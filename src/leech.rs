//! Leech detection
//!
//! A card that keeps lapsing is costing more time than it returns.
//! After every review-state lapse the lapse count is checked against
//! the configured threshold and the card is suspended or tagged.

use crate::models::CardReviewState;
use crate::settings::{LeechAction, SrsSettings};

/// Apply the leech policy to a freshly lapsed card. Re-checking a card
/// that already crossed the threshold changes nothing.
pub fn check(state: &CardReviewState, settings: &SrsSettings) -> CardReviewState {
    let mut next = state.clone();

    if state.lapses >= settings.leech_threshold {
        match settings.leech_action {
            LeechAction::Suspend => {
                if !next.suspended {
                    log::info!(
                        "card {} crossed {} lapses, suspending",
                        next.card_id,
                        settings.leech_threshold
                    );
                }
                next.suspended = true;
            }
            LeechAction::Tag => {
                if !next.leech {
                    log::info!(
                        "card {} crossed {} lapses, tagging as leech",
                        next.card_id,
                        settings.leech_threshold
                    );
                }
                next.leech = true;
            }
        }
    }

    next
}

================================

● **Goal of the exercise**
Only the lines from the start of the material through the line containing "let mut next = state.clone();" should be repeated, and they should be repeated exactly.

● **Result**
filename src/leech.rs
//! Leech detection
//!
//! A card that keeps lapsing is costing more time than it returns.
//! After every review-state lapse the lapse count is checked against
//! the configured threshold and the card is suspended or tagged.

use crate::models::CardReviewState;
use crate::settings::{LeechAction, SrsSettings};

/// Apply the leech policy to a freshly lapsed card. Re-checking a card
/// that already crossed the threshold changes nothing.
pub fn check(state: &CardReviewState, settings: &SrsSettings) -> CardReviewState {
    let mut next = state.clone();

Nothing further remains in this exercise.